Suggestions welcome.

Sunday, March 10

Major problem

I had a dream last night that I was taking a nap. That was about the totality of the dream: just watching myself sleep, while sleeping myself. Can't help but be worried for the state of my unconscious.

Tuesday, January 31

Only In Dreams

I must be watching entirely too much Bravo lately, because the other night I dreamt I was a contestant on America's Next Top Diplomat, a show where contestants compete to become the U.S.'s next diplomat to Australia.

Why Australia? Who knows. All I remember is being in front of a panel of sophisticated judges -- maybe on the set of Meet the Press? -- making what seemed in my dream to be sophisticated arguments about America's foreign policy relations with Australia. Perhaps I am still processing through sleep the wonders of the political world this year.

Monday, January 30

Raisin Bread, Homemade

Midway through making this raisin bread, I realized what I really wanted was a cinnamon-raisin swirl bread, kind of like the classic Pepperidge Farm variety.

My improvised attempt to add a swirl didn't work (see picture). I thought it was really yummy. J. thought there should be more cinnamon, and I don't necessarily disagree. When I was making it though, the two tablespoons seemed absurdly heaping.

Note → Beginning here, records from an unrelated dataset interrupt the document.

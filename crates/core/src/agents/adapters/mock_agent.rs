//! Mock agent implementation for dry runs and testing.

use crate::agents::base::{Agent, AgentError, AgentRequest};
use async_trait::async_trait;
use std::collections::VecDeque;
use std::sync::atomic::{AtomicUsize, Ordering};
use std::sync::Mutex;
use std::time::Duration;

/// An agent that replays scripted responses.
///
/// Scripted results are consumed in order; once the script is exhausted the
/// fallback reply (if any) is returned forever.
pub struct MockAgent {
    available: bool,
    script: Mutex<VecDeque<Result<String, AgentError>>>,
    fallback: Option<Result<String, AgentError>>,
    delay: Option<Duration>,
    calls: AtomicUsize,
}

impl MockAgent {
    pub fn new(available: bool, script: Vec<Result<String, AgentError>>) -> Self {
        Self {
            available,
            script: Mutex::new(script.into()),
            fallback: None,
            delay: None,
            calls: AtomicUsize::new(0),
        }
    }

    /// Always answer with `reply`.
    pub fn replying(reply: impl Into<String>) -> Self {
        Self::new(true, Vec::new()).then_reply(reply)
    }

    /// Play `replies` in order, then fail with an execution error.
    pub fn scripted<I, S>(replies: I) -> Self
    where
        I: IntoIterator<Item = S>,
        S: Into<String>,
    {
        Self::new(true, replies.into_iter().map(|r| Ok(r.into())).collect())
    }

    pub fn unavailable() -> Self {
        Self::new(false, Vec::new())
    }

    /// Fail every call with `error`.
    pub fn failing(error: AgentError) -> Self {
        let mut agent = Self::new(true, Vec::new());
        agent.fallback = Some(Err(error));
        agent
    }

    /// Reply used once the script runs out.
    pub fn then_reply(mut self, reply: impl Into<String>) -> Self {
        self.fallback = Some(Ok(reply.into()));
        self
    }

    /// Sleep before every response; used to exercise call timeouts.
    pub fn with_delay(mut self, delay: Duration) -> Self {
        self.delay = Some(delay);
        self
    }

    /// Number of `respond` calls received so far.
    pub fn calls(&self) -> usize {
        self.calls.load(Ordering::SeqCst)
    }

    fn next_result(&self) -> Result<String, AgentError> {
        let scripted = self.script.lock().ok().and_then(|mut script| script.pop_front());
        match (scripted, &self.fallback) {
            (Some(result), _) => result,
            (None, Some(fallback)) => fallback.clone(),
            (None, None) => Err(AgentError::ExecutionError(
                "Mock agent script exhausted".to_string(),
            )),
        }
    }
}

#[async_trait]
impl Agent for MockAgent {
    async fn check_availability(&self) -> bool {
        self.available
    }

    async fn respond(&self, _request: &AgentRequest) -> Result<String, AgentError> {
        self.calls.fetch_add(1, Ordering::SeqCst);

        if !self.available {
            return Err(AgentError::NotAvailable("Mock agent not available".to_string()));
        }

        if let Some(delay) = self.delay {
            tokio::time::sleep(delay).await;
        }

        self.next_result()
    }
}
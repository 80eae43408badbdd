//! Subprocess executor for command-backed agents.
//!
//! The request payload is written to the child's stdin; stdout is read
//! either whole (plain text backends) or line by line as NDJSON.

use crate::agents::base::AgentError;
use std::pin::Pin;
use std::process::Stdio;
use tokio::io::{AsyncBufReadExt, AsyncWriteExt, BufReader};
use tokio::process::{Child, Command};
use tokio_stream::Stream;
use tracing::debug;

/// CLI executor for command adapters.
pub struct CliExecutor;

impl CliExecutor {
    fn spawn(command: &str, args: &[String], payload: String) -> Result<Child, AgentError> {
        let mut child = Command::new(command)
            .args(args)
            .stdin(Stdio::piped())
            .stdout(Stdio::piped())
            .stderr(Stdio::piped())
            .kill_on_drop(true)
            .spawn()
            .map_err(|e| {
                AgentError::ExecutionError(format!("Failed to spawn command '{command}': {e}"))
            })?;

        // stdin is fed concurrently with reading stdout
        if let Some(mut stdin) = child.stdin.take() {
            tokio::spawn(async move {
                if let Err(e) = stdin.write_all(payload.as_bytes()).await {
                    debug!(error = %e, "failed to write request to child stdin");
                }
            });
        }

        Ok(child)
    }

    /// Run `command` to completion and return its stdout.
    ///
    /// A non-zero exit status is reported as a transport failure carrying
    /// the tail of stderr.
    pub async fn run_to_string(
        command: &str,
        args: &[String],
        payload: String,
    ) -> Result<String, AgentError> {
        let child = Self::spawn(command, args, payload)?;
        let output = child.wait_with_output().await.map_err(|e| {
            AgentError::ExecutionError(format!("Failed to wait for '{command}': {e}"))
        })?;

        if !output.status.success() {
            let stderr = String::from_utf8_lossy(&output.stderr);
            return Err(AgentError::Transport(format!(
                "'{}' exited with {}: {}",
                command,
                output.status,
                stderr.trim()
            )));
        }

        String::from_utf8(output.stdout)
            .map_err(|e| AgentError::StreamParseError(format!("stdout is not UTF-8: {e}")))
    }

    /// Execute a command and parse its stdout as NDJSON.
    ///
    /// Empty lines are skipped. Lines that fail to parse yield
    /// `AgentError::StreamParseError`; a non-zero exit status is yielded as
    /// a final transport error.
    pub fn execute(
        command: String,
        args: Vec<String>,
        payload: String,
    ) -> Pin<Box<dyn Stream<Item = Result<serde_json::Value, AgentError>> + Send>> {
        let stream = async_stream::stream! {
            let mut child = match CliExecutor::spawn(&command, &args, payload) {
                Ok(child) => child,
                Err(e) => {
                    yield Err(e);
                    return;
                }
            };

            let stdout = match child.stdout.take() {
                Some(stdout) => stdout,
                None => {
                    yield Err(AgentError::ExecutionError(
                        "Failed to capture stdout".to_string()
                    ));
                    return;
                }
            };

            let mut lines = BufReader::new(stdout).lines();

            while let Ok(Some(line)) = lines.next_line().await {
                if line.trim().is_empty() {
                    continue;
                }

                match serde_json::from_str::<serde_json::Value>(&line) {
                    Ok(value) => yield Ok(value),
                    Err(e) => {
                        yield Err(AgentError::StreamParseError(format!(
                            "Failed to parse JSON: {} (line: {})",
                            e, line
                        )));
                    }
                }
            }

            match child.wait().await {
                Ok(status) if !status.success() => {
                    yield Err(AgentError::Transport(format!(
                        "'{}' exited with {}",
                        command, status
                    )));
                }
                Ok(_) => {}
                Err(e) => {
                    yield Err(AgentError::ExecutionError(format!(
                        "Failed to wait for '{}': {}",
                        command, e
                    )));
                }
            }
        };

        Box::pin(stream)
    }
}
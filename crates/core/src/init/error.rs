//! Error types for `debate init`.

use std::path::PathBuf;
use thiserror::Error;

pub type InitResult<T> = Result<T, InitError>;

#[derive(Debug, Error)]
pub enum InitError {
    /// The configuration directory exists and `force` was not set.
    #[error(".debate-kit directory already exists at {0:?}. Use --force to overwrite.")]
    DirectoryExists(PathBuf),

    #[error("Template file not found: {0}")]
    TemplateNotFound(String),

    #[error("Failed to create directory {path:?}: {source}")]
    DirectoryCreate {
        path: PathBuf,
        source: std::io::Error,
    },

    #[error("Failed to write file {path:?}: {source}")]
    FileWrite {
        path: PathBuf,
        source: std::io::Error,
    },
}
//! Test fixtures: settings, engines and on-disk projects.

use dk_core::agents::AgentRegistry;
use dk_core::engine::DebateEngine;
use dk_core::transcript::TranscriptStore;
use dk_protocol::config_models::SessionSettings;
use dk_protocol::ipc::Event;
use std::path::Path;
use std::sync::Arc;
use tempfile::TempDir;
use tokio::sync::mpsc;

/// Settings with millisecond backoff so failing agents do not slow tests down.
#[allow(dead_code)]
pub fn fast_settings(max_rounds: u32) -> SessionSettings {
    SessionSettings {
        max_rounds,
        retry_count: 3,
        timeout_secs: 5,
        backoff_ms: 1,
        max_backoff_ms: 4,
        ..SessionSettings::default()
    }
}

/// An engine writing transcripts into `dir`.
#[allow(dead_code)]
pub fn engine(registry: AgentRegistry, settings: SessionSettings, dir: &Path) -> DebateEngine {
    DebateEngine::new(Arc::new(registry), settings, TranscriptStore::new(dir))
}

/// An event channel large enough that no test ever blocks on it.
#[allow(dead_code)]
pub fn events() -> (mpsc::Sender<Event>, mpsc::Receiver<Event>) {
    mpsc::channel(1024)
}

/// Drain every event sent before the senders were dropped.
#[allow(dead_code)]
pub async fn collect_events(mut rx: mpsc::Receiver<Event>) -> Vec<Event> {
    let mut events = Vec::new();
    while let Some(event) = rx.recv().await {
        events.push(event);
    }
    events
}

/// Create a temporary project with a `.debate-kit/` holding two mock
/// agents, a summarizer and a default roster.
///
/// Returns a TempDir that must be kept alive for the test duration.
#[allow(dead_code)]
pub fn create_test_project() -> std::io::Result<TempDir> {
    let temp_dir = tempfile::tempdir()?;
    let root = temp_dir.path();

    std::fs::create_dir_all(root.join(".debate-kit/agents"))?;
    std::fs::create_dir_all(root.join(".debate-kit/rosters"))?;

    let config = r#"
max_rounds = 4
retry_count = 1
backoff_ms = 1
max_backoff_ms = 2
transcript_dir = "out/transcripts"
"#;
    std::fs::write(root.join(".debate-kit/config.toml"), config)?;

    let optimist = r#"---
name: optimist
persona: an early adopter
stance: for
backend: mock
reply: It will work.
color: green
---
Look for the upside."#;

    let skeptic = r#"---
name: skeptic
persona: a veteran operator
stance: against
backend: mock
reply: Prove it.
color: red
---
Ask for evidence."#;

    let summarizer = r#"---
name: summarizer
stance: neutral
backend: mock
reply: Both sides restated their positions.
---
Summarize fairly."#;

    std::fs::write(root.join(".debate-kit/agents/optimist.md"), optimist)?;
    std::fs::write(root.join(".debate-kit/agents/skeptic.md"), skeptic)?;
    std::fs::write(root.join(".debate-kit/agents/summarizer.md"), summarizer)?;

    let roster = r#"
name: default
agents: [optimist, skeptic]
first-speaker: skeptic
"#;
    std::fs::write(root.join(".debate-kit/rosters/default.yaml"), roster)?;

    Ok(temp_dir)
}
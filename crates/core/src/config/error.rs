//! Errors raised while loading `.debate-kit/`.

use std::path::PathBuf;
use thiserror::Error;

#[derive(Error, Debug)]
pub enum ConfigError {
    #[error("Failed to read config file at {path}: {source}")]
    FileRead {
        path: PathBuf,
        source: std::io::Error,
    },

    #[error("Failed to parse TOML file at {path}: {source}")]
    TomlParse {
        path: PathBuf,
        source: toml::de::Error,
    },

    #[error("Failed to parse YAML file at {path}: {source}")]
    YamlParse {
        path: PathBuf,
        source: serde_yaml::Error,
    },

    #[error("Failed to parse Markdown front matter in {path}: {reason}")]
    MarkdownParse { path: PathBuf, reason: String },

    #[error("Failed to traverse directory {path}: {source}")]
    DirectoryWalk {
        path: PathBuf,
        source: walkdir::Error,
    },

    /// A single file is well-formed but holds an impossible value.
    #[error("Invalid configuration in {path}: {reason}")]
    InvalidConfig { path: PathBuf, reason: String },

    /// Files disagree with each other, e.g. a roster naming an unknown agent.
    #[error("Invalid configuration: {0}")]
    Inconsistent(String),
}

pub type ConfigResult<T> = Result<T, ConfigError>;
//! Agent factory for creating adapters from definitions.

use crate::agents::adapters::{CommandAdapter, HttpAdapter, MockAgent};
use crate::agents::base::{Agent, AgentError};
use dk_protocol::agent_models::{AgentDefinition, BackendKind};
use std::sync::Arc;

/// Factory for creating agent instances based on configuration.
///
/// The `backend` field of the definition selects the adapter:
/// - `http` → [`HttpAdapter`]
/// - `command` → [`CommandAdapter`]
/// - `mock` → [`MockAgent`] answering with `reply`
pub struct AgentFactory;

impl AgentFactory {
    /// Create an agent instance from a definition.
    ///
    /// # Examples
    ///
    /// ```
    /// use dk_core::agents::AgentFactory;
    /// use dk_protocol::agent_models::AgentDefinition;
    ///
    /// let definition = AgentDefinition::mock("writer", "Nothing to add.");
    /// let agent = AgentFactory::create(&definition).unwrap();
    /// ```
    pub fn create(definition: &AgentDefinition) -> Result<Arc<dyn Agent>, AgentError> {
        match definition.backend {
            BackendKind::Http => Ok(Arc::new(HttpAdapter::from_definition(definition)?)),
            BackendKind::Command => Ok(Arc::new(CommandAdapter::from_definition(definition)?)),
            BackendKind::Mock => {
                let reply = definition
                    .reply
                    .clone()
                    .unwrap_or_else(|| format!("{} has nothing further to add.", definition.name));
                Ok(Arc::new(MockAgent::replying(reply)))
            }
        }
    }
}
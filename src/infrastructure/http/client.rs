//! # HTTP Client
//!
//! Shared `reqwest` wrapper for the CAPTCHA and block-explorer adapters.
//!
//! Provides a configured timeout, JSON decoding of successful responses
//! and a uniform mapping of transport and status failures to
//! [`HttpError`].

use super::error::{HttpError, HttpResult};
use reqwest::{Client, Response};
use serde::Serialize;
use serde::de::DeserializeOwned;
use std::time::Duration;

/// Maximum number of body bytes kept in a status error.
const ERROR_BODY_LIMIT: usize = 512;

/// HTTP client wrapper.
#[derive(Debug, Clone)]
pub struct HttpClient {
    /// Inner reqwest client.
    client: Client,
    /// Request timeout in milliseconds.
    timeout_ms: u64,
}

impl HttpClient {
    /// Creates a new HTTP client with the specified timeout.
    ///
    /// # Errors
    ///
    /// Returns `HttpError::Internal` if the client cannot be created.
    pub fn new(timeout_ms: u64) -> HttpResult<Self> {
        let client = Client::builder()
            .timeout(Duration::from_millis(timeout_ms))
            .user_agent(concat!(env!("CARGO_PKG_NAME"), "/", env!("CARGO_PKG_VERSION")))
            .build()
            .map_err(|e| HttpError::internal(format!("Failed to create HTTP client: {}", e)))?;

        Ok(Self { client, timeout_ms })
    }

    /// Returns the configured timeout in milliseconds.
    #[inline]
    #[must_use]
    pub fn timeout_ms(&self) -> u64 {
        self.timeout_ms
    }

    /// Makes a GET request with query parameters and deserializes the JSON response.
    ///
    /// # Errors
    ///
    /// Returns a transport error if the request fails, `HttpError::Status`
    /// on a non-2xx answer, or `HttpError::Protocol` if the body does not
    /// decode.
    pub async fn get_with_params<T: DeserializeOwned, P: Serialize + ?Sized>(
        &self,
        url: &str,
        params: &P,
    ) -> HttpResult<T> {
        let response = self
            .client
            .get(url)
            .query(params)
            .send()
            .await
            .map_err(map_reqwest_error)?;

        handle_response(response).await
    }

    /// Makes a form-encoded POST request and deserializes the JSON response.
    ///
    /// # Errors
    ///
    /// Same as [`HttpClient::get_with_params`].
    pub async fn post_form<T: DeserializeOwned, F: Serialize + ?Sized>(
        &self,
        url: &str,
        form: &F,
    ) -> HttpResult<T> {
        let response = self
            .client
            .post(url)
            .form(form)
            .send()
            .await
            .map_err(map_reqwest_error)?;

        handle_response(response).await
    }
}

/// Checks the status and decodes the JSON body.
async fn handle_response<T: DeserializeOwned>(response: Response) -> HttpResult<T> {
    let status = response.status();

    if status.is_success() {
        response
            .json::<T>()
            .await
            .map_err(|e| HttpError::protocol(format!("Failed to parse response: {}", e)))
    } else {
        let mut body = response.text().await.unwrap_or_default();
        if body.len() > ERROR_BODY_LIMIT {
            let cut = (0..=ERROR_BODY_LIMIT)
                .rev()
                .find(|i| body.is_char_boundary(*i))
                .unwrap_or(0);
            body.truncate(cut);
        }
        Err(HttpError::status(status.as_u16(), body))
    }
}

/// Maps a reqwest error to an HttpError.
fn map_reqwest_error(error: reqwest::Error) -> HttpError {
    if error.is_timeout() {
        HttpError::timeout("Request timed out")
    } else if error.is_connect() {
        HttpError::connection(format!("Connection failed: {}", error))
    } else {
        HttpError::connection(format!("HTTP request failed: {}", error))
    }
}
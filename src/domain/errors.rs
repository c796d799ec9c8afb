//! # Domain Errors
//!
//! Rule violations detected while building domain values from caller input.

use thiserror::Error;

/// Error type for domain validation.
#[derive(Debug, Clone, PartialEq, Eq, Error)]
pub enum DomainError {
    /// A wallet address could not be parsed.
    #[error("invalid wallet address '{input}': {reason}")]
    InvalidAddress {
        /// The rejected input.
        input: String,
        /// Why it was rejected.
        reason: String,
    },

    /// A required request field was absent or empty.
    #[error("missing required field: {0}")]
    MissingField(&'static str),
}

impl DomainError {
    /// Creates an invalid address error.
    #[must_use]
    pub fn invalid_address(input: impl Into<String>, reason: impl Into<String>) -> Self {
        Self::InvalidAddress {
            input: input.into(),
            reason: reason.into(),
        }
    }

    /// Creates a missing field error.
    #[must_use]
    pub const fn missing_field(field: &'static str) -> Self {
        Self::MissingField(field)
    }
}

/// Result type for domain operations.
pub type DomainResult<T> = Result<T, DomainError>;
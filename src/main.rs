//! RUPX faucet server binary.

use anyhow::Context;
use clap::Parser;
use rupx_faucet::FaucetConfig;
use rupx_faucet::bootstrap::build_router;
use std::net::SocketAddr;
use std::path::PathBuf;
use tokio::net::TcpListener;
use tokio::signal;
use tracing::{info, warn};
use tracing_subscriber::EnvFilter;
use tracing_subscriber::layer::SubscriberExt;
use tracing_subscriber::util::SubscriberInitExt;

/// RUPX test-network faucet.
#[derive(Parser, Debug)]
#[command(author, version, about, long_about = None)]
struct Args {
    /// `.env` file to load before reading the environment
    #[arg(long)]
    env_file: Option<PathBuf>,

    /// Listen address (overrides FAUCET_LISTEN_ADDR)
    #[arg(long)]
    listen: Option<SocketAddr>,
}

fn init_tracing() {
    let filter = EnvFilter::try_from_default_env().unwrap_or_else(|_| EnvFilter::new("info"));
    let json = std::env::var("LOG_FORMAT").is_ok_and(|v| v.eq_ignore_ascii_case("json"));

    let registry = tracing_subscriber::registry().with(filter);
    if json {
        registry.with(tracing_subscriber::fmt::layer().json()).init();
    } else {
        registry.with(tracing_subscriber::fmt::layer()).init();
    }
}

async fn shutdown_signal() {
    if let Err(e) = signal::ctrl_c().await {
        warn!(error = %e, "Failed to listen for shutdown signal");
        std::future::pending::<()>().await;
    }
    info!("Shutdown signal received");
}

#[tokio::main]
async fn main() -> anyhow::Result<()> {
    let args = Args::parse();

    let dotenv = match &args.env_file {
        Some(path) => dotenvy::from_path(path)
            .with_context(|| format!("loading {}", path.display()))
            .map(|()| Some(path.clone())),
        None => Ok(dotenvy::dotenv().ok()),
    }?;

    init_tracing();
    if let Some(path) = dotenv {
        info!(path = %path.display(), "Loaded environment file");
    }

    let mut config = FaucetConfig::from_env()?;
    if let Some(listen) = args.listen {
        config.listen_addr = listen;
    }

    info!(
        version = env!("CARGO_PKG_VERSION"),
        rpc_url = %config.rpc_url,
        faucet_address = %config.faucet_address,
        amount_wei = config.amount_wei,
        cooldown_secs = config.cooldown.as_secs(),
        "Starting RUPX faucet"
    );

    let router = build_router(&config).await?;

    let listener = TcpListener::bind(config.listen_addr)
        .await
        .with_context(|| format!("binding {}", config.listen_addr))?;
    info!(addr = %config.listen_addr, "Listening");

    axum::serve(
        listener,
        router.into_make_service_with_connect_info::<SocketAddr>(),
    )
    .with_graceful_shutdown(shutdown_signal())
    .await
    .context("server error")?;

    info!("Faucet stopped");
    Ok(())
}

Recipe from King Arthur Flour -- next time I'll add more cinnamon & raisins, and see if I can make a swirlified version.

Sunday, January 8

'Tis Still the Season

Buried at the bottom of my stocking was a dark-chocolate-orange. Cracking it is fun; eating it segment-by-segment is even better.

Sunday, January 1

Feeling Resolute

I have an excess of resolutions this year, most of which I'm sure will wind up abandoned if the past is any guide to my future. But today is the first day of the year, I have just the slimmest shadow of a hangover, and 2012 (still) feels fresh and full of possibilities. So here are a few things I'd like to do this year:
  • get a new haircut & get better at blow drying my hair straight;
  • end the year with less possessions than I started with;
  • spend less time procrastinating & making lists;
  • take a trip that requires a passport;
  • read Bleak House by Dickens.

Wednesday, December 21

If I'd known I'd bump into 3 people I know on the B train this morning, I would have definitely put on mascara.

Monday, December 12

Haiku for Monday

computer broken
server down -- oh yes, monday!
means red wine tonight

Tuesday, November 15

Poach Your Eggs

This weekend, should you make poached eggs? If you leave off the hollandaise sauce, they're the healthiest of eggs! Find out how to make them, and then have yourself a mimosa as a reward.

Friday, November 4

Review: The Savage City, by T.J. English

T.J. English's non-fiction book, The Savage City: Race, Murder, and a Generation on the Edge, tells three interlocking stories about race, corruption, and the police in 1960s and 1970s New York City. Like the best non-fiction works, this book may leave you wanting to read all of its source material. The Savage City is a page turner, and serves as a nice reminder that 1960s New York was not solely about the boozing and vintage dresses of Mad Men. English also seeks to shine a light on the New York of today, through the lens of the past. In the introduction, he writes:
The past is not past: a city's identity is composed not just of events in the present moment but also of all that came before. If New York City today is a place of prosperity, safety, and good times, as its civic leaders and financial developers contend, it is useful to remember that these things have come at a price.

Thursday, November 3

Hey, here's a handy site for people with jerky friends: Is It Old? Just in case you needed a handy companion to LMGTFY.

Wednesday, November 2

Beethoven Awareness Month

Really great ad for WQXR's Beethoven Awareness Month  -- and perfectly placed at the Lincoln Center 1/9 train station.

Tuesday, November 1

Wheat Is Better

I spent a lot of time inside this past weekend, avoiding the thundersnow that hit the northeast, and engaging in my latest hobby. Perhaps the main requirement for baking bread is a skill for finding good 30-minute tasks. How I Met Your Mother reruns, anyone? I made the whole wheat bread listed on the back of the flour bag. It has so few ingredients: honey, whole wheat flour, regular flour, salt, and yeast. And water.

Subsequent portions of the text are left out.